# Raw data
================================

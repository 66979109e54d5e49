//! `concierge history` and `concierge clear`: Inspect or delete a session.

use concierge_config::AppConfig;
use concierge_core::history::HistoryStore;

pub async fn show(session_id: &str, json: bool) -> Result<(), Box<dyn std::error::Error>> {
    let config = AppConfig::load().map_err(|e| format!("Failed to load config: {e}"))?;
    let stores = concierge_agent::open_stores(&config).await?;
    let messages = stores.history.list(session_id).await?;

    if json {
        println!("{}", serde_json::to_string_pretty(&messages)?);
        return Ok(());
    }

    if messages.is_empty() {
        println!("No messages for session {session_id}");
        return Ok(());
    }

    println!("Session {session_id} ({} messages)\n", messages.len());
    for m in &messages {
        println!(
            "  [{}] {:<9} {}",
            m.timestamp.format("%Y-%m-%d %H:%M:%S"),
            m.role.as_str(),
            m.content
        );
    }

    Ok(())
}

pub async fn clear(session_id: &str) -> Result<(), Box<dyn std::error::Error>> {
    let config = AppConfig::load().map_err(|e| format!("Failed to load config: {e}"))?;
    let stores = concierge_agent::open_stores(&config).await?;
    let deleted = stores.history.clear(session_id).await?;

    println!("🗑️  Cleared {deleted} messages from session {session_id}");
    Ok(())
}
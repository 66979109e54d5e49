//! Customer records: the entity the capability tools create and list.

use async_trait::async_trait;
use serde::{Deserialize, Serialize};
use crate::error::StorageError;

/// A stored customer.
#[derive(Debug, Clone, PartialEq, Eq, Serialize, Deserialize)]
pub struct Customer {
    pub id: i64,
    pub name: String,
    pub email: String,
}

/// Input for creating a customer.
#[derive(Debug, Clone, Serialize, Deserialize)]
pub struct NewCustomer {
    pub name: String,
    pub email: String,
}

/// Persistent customer storage. Emails are unique; inserting a duplicate
/// fails with `StorageError::Constraint`.
#[async_trait]
pub trait CustomerStore: Send + Sync {
    fn name(&self) -> &str;

    /// Insert a customer and return the stored record.
    async fn create(&self, customer: NewCustomer) -> std::result::Result<Customer, StorageError>;

    /// All customers in insertion order.
    async fn list(&self) -> std::result::Result<Vec<Customer>, StorageError>;
}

================================

# Work order
Every line above holding the string "NewCustomer" should be listed.

# Result of this exercise
pub struct NewCustomer {
    async fn create(&self, customer: NewCustomer) -> std::result::Result<Customer, StorageError>;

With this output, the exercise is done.